**Description of the task:** Output range, inclusive: from the line containing "gets the exact" to the line containing "let unallocated = amount - allocated;". Restate those lines from the data below word for word and only those.

[Items listed in a dataset]
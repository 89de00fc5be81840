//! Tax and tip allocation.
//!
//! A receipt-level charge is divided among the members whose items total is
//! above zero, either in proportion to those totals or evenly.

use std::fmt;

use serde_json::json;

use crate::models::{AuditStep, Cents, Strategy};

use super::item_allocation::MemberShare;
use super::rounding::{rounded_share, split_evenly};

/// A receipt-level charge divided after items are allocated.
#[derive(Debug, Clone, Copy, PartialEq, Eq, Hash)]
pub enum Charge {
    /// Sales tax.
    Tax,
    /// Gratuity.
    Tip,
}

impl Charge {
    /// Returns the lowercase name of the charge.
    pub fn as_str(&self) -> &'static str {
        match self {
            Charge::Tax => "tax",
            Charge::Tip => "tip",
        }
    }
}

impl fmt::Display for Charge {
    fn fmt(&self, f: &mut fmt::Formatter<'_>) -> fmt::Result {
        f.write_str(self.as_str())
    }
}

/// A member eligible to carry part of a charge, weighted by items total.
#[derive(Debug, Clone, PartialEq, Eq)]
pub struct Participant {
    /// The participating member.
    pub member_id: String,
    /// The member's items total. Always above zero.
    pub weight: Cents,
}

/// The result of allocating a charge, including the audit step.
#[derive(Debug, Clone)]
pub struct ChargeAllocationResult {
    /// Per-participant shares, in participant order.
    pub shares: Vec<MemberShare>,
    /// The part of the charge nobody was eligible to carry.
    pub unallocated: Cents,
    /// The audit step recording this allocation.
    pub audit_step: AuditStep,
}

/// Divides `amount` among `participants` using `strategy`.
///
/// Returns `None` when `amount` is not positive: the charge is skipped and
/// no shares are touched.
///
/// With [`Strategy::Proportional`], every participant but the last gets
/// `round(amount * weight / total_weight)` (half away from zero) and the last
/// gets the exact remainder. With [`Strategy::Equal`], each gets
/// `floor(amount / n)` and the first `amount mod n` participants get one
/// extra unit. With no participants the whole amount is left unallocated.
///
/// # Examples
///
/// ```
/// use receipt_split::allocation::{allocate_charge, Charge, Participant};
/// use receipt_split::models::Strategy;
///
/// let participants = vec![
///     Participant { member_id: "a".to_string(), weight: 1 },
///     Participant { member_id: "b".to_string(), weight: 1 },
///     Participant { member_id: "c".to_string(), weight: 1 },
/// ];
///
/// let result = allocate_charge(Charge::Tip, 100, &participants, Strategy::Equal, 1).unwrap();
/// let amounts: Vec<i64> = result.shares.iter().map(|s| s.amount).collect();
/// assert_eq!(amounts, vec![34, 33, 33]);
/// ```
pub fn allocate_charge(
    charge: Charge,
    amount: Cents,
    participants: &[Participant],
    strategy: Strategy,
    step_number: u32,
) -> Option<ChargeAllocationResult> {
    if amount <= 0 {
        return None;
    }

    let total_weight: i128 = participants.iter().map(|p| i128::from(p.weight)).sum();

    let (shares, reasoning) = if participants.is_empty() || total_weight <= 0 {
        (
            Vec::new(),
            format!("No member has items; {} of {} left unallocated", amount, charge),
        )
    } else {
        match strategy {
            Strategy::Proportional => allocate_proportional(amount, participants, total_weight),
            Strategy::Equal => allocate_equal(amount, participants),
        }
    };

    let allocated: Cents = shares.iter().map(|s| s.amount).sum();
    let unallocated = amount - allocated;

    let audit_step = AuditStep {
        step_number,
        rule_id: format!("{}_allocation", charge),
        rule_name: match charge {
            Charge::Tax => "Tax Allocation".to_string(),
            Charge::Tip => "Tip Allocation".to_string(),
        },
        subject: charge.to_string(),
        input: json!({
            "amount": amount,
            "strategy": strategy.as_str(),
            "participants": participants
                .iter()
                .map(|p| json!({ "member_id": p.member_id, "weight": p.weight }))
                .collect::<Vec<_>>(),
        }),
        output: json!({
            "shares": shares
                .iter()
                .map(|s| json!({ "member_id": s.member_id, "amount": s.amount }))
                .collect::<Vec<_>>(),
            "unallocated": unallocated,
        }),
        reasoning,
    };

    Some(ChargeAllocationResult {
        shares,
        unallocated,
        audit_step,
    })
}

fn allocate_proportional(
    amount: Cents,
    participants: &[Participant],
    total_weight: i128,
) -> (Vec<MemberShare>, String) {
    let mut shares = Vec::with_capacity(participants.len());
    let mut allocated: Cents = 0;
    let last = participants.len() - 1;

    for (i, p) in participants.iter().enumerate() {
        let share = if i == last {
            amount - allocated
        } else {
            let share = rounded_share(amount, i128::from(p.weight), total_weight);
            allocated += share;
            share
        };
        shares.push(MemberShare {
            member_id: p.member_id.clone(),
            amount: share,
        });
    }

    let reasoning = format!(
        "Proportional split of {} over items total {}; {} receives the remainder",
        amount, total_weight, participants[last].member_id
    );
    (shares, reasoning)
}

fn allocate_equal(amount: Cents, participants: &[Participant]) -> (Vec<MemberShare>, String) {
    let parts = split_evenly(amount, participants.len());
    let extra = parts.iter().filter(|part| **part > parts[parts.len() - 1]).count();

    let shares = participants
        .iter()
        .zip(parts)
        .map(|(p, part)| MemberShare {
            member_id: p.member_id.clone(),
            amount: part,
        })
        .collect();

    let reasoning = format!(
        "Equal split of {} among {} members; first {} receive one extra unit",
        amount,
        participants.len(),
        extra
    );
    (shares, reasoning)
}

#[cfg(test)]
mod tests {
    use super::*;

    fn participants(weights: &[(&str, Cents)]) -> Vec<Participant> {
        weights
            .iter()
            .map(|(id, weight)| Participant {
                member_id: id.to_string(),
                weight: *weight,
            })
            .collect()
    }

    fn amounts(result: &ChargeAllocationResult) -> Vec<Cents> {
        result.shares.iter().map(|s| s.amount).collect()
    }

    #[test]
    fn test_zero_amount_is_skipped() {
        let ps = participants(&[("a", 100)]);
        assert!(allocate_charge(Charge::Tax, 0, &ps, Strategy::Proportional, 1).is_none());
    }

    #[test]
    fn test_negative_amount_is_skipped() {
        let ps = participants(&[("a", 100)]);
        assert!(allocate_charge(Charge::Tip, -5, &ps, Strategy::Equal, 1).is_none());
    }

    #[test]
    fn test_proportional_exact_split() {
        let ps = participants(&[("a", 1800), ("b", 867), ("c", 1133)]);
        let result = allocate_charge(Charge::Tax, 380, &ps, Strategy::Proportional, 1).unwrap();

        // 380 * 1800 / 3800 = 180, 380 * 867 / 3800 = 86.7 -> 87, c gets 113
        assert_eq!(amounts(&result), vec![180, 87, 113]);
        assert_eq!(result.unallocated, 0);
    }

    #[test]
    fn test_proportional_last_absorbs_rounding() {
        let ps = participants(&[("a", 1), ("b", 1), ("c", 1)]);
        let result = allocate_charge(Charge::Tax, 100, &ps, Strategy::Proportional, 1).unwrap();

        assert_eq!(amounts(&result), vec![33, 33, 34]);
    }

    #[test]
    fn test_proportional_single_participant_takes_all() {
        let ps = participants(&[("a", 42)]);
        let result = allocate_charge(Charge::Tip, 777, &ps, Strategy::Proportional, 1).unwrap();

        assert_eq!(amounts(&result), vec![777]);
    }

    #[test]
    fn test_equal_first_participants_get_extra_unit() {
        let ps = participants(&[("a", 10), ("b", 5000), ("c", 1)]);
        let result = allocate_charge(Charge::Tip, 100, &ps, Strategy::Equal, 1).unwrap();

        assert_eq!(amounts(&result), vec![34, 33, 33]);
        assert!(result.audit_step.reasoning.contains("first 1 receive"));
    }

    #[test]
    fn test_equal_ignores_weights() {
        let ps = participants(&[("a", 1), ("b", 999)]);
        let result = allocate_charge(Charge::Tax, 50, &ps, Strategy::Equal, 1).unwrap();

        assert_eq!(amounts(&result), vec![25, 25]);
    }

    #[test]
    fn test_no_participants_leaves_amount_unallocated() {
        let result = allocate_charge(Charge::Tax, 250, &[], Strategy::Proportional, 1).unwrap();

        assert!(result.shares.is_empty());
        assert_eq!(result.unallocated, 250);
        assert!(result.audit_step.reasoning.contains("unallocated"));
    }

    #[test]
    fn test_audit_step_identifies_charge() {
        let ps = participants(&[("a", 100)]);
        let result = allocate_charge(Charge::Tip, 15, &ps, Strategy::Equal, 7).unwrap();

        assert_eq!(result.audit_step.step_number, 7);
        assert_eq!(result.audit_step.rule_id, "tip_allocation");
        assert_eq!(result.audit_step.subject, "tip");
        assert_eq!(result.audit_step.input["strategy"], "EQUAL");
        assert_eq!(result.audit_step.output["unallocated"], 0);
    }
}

--

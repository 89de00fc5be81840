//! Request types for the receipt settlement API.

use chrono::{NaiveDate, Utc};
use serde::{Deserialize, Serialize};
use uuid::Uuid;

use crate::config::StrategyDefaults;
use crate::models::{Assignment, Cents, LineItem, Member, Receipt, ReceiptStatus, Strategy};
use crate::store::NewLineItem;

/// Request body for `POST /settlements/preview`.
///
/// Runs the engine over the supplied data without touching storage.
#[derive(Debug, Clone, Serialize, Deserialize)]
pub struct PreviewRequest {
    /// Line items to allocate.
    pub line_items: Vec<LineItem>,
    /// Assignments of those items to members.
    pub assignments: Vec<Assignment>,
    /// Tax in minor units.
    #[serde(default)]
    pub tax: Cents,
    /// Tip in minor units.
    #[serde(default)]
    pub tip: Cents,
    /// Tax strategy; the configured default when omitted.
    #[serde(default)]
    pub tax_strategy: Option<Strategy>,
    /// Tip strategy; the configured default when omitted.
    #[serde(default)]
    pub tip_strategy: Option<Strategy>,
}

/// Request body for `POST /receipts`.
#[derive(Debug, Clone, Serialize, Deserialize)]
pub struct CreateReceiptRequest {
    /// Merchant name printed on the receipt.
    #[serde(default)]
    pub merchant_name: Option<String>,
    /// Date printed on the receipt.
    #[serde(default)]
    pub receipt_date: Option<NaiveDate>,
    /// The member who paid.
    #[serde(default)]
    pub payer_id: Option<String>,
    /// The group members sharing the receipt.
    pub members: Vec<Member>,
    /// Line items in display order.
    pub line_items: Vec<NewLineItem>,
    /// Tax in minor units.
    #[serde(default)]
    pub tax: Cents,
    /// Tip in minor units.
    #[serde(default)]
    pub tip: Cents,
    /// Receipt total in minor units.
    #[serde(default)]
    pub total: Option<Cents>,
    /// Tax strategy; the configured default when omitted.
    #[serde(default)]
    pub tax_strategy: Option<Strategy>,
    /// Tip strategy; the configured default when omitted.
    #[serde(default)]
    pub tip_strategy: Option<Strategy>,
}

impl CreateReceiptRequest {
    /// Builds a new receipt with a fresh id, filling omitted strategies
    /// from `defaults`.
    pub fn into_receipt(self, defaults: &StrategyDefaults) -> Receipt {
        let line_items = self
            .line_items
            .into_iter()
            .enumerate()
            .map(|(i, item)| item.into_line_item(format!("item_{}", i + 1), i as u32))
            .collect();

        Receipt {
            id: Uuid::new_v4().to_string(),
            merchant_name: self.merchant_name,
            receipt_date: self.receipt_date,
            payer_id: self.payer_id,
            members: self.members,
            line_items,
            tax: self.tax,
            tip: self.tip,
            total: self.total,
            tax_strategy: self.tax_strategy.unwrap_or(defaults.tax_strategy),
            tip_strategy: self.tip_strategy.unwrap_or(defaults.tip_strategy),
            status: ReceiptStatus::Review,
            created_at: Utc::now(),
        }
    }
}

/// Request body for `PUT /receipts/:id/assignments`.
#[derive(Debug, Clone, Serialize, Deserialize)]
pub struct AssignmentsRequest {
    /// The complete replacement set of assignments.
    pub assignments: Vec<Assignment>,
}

==

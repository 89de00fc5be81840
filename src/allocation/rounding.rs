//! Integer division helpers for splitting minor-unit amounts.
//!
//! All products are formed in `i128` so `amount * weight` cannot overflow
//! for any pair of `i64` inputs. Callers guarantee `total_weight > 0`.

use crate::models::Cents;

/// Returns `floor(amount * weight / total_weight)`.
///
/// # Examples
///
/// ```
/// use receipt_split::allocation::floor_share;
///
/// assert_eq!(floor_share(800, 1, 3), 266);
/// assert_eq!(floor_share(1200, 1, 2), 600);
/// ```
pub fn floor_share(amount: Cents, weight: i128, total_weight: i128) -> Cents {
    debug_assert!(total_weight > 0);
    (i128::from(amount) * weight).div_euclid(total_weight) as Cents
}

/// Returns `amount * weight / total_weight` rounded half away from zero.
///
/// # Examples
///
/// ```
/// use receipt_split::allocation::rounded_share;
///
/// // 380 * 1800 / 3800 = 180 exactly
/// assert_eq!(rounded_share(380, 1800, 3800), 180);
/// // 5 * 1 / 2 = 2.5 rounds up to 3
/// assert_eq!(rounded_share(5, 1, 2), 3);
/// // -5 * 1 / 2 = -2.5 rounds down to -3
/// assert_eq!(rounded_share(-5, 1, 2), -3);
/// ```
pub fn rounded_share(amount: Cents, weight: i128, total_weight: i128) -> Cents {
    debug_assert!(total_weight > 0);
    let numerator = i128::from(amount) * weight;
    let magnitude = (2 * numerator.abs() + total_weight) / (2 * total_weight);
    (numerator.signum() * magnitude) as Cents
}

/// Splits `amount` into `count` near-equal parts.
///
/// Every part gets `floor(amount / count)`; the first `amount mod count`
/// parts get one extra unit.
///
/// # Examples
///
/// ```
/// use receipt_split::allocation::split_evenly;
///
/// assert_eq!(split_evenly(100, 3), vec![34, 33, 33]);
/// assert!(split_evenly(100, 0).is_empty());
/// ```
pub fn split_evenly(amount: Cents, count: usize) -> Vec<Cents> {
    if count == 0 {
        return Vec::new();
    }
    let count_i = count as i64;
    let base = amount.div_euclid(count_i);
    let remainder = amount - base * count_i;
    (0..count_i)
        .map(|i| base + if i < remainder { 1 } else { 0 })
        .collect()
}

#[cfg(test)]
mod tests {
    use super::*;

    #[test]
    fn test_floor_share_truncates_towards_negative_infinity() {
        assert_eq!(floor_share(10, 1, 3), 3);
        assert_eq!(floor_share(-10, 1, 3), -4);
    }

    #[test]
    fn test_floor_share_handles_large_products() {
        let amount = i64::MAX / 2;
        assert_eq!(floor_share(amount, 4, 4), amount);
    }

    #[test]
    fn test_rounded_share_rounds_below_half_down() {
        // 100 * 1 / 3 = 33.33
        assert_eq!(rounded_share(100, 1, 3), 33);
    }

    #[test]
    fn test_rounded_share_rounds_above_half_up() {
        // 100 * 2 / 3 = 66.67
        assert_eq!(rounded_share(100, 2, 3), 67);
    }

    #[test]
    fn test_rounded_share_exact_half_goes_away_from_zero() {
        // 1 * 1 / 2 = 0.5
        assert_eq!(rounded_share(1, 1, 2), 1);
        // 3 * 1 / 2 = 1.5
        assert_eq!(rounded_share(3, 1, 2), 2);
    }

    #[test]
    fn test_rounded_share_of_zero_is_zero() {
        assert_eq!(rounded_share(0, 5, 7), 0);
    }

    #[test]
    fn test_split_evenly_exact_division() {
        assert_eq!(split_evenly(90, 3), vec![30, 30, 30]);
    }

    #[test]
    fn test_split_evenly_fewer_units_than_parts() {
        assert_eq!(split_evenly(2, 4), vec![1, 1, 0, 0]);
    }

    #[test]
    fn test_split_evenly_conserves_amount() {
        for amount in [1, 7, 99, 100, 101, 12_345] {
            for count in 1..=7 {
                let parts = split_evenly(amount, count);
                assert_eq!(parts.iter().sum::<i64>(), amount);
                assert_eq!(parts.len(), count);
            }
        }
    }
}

**Task result:**
/// gets the exact remainder. With [`Strategy::Equal`], each gets
/// `floor(amount / n)` and the first `amount mod n` participants get one
/// extra unit. With no participants the whole amount is left unallocated.
///
/// # Examples
///
/// ```
/// use receipt_split::allocation::{allocate_charge, Charge, Participant};
/// use receipt_split::models::Strategy;
///
/// let participants = vec![
///     Participant { member_id: "a".to_string(), weight: 1 },
///     Participant { member_id: "b".to_string(), weight: 1 },
///     Participant { member_id: "c".to_string(), weight: 1 },
/// ];
///
/// let result = allocate_charge(Charge::Tip, 100, &participants, Strategy::Equal, 1).unwrap();
/// let amounts: Vec<i64> = result.shares.iter().map(|s| s.amount).collect();
/// assert_eq!(amounts, vec![34, 33, 33]);
/// ```
pub fn allocate_charge(
    charge: Charge,
    amount: Cents,
    participants: &[Participant],
    strategy: Strategy,
    step_number: u32,
) -> Option<ChargeAllocationResult> {
    if amount <= 0 {
        return None;
    }

    let total_weight: i128 = participants.iter().map(|p| i128::from(p.weight)).sum();

    let (shares, reasoning) = if participants.is_empty() || total_weight <= 0 {
        (
            Vec::new(),
            format!("No member has items; {} of {} left unallocated", amount, charge),
        )
    } else {
        match strategy {
            Strategy::Proportional => allocate_proportional(amount, participants, total_weight),
            Strategy::Equal => allocate_equal(amount, participants),
        }
    };

    let allocated: Cents = shares.iter().map(|s| s.amount).sum();
    let unallocated = amount - allocated;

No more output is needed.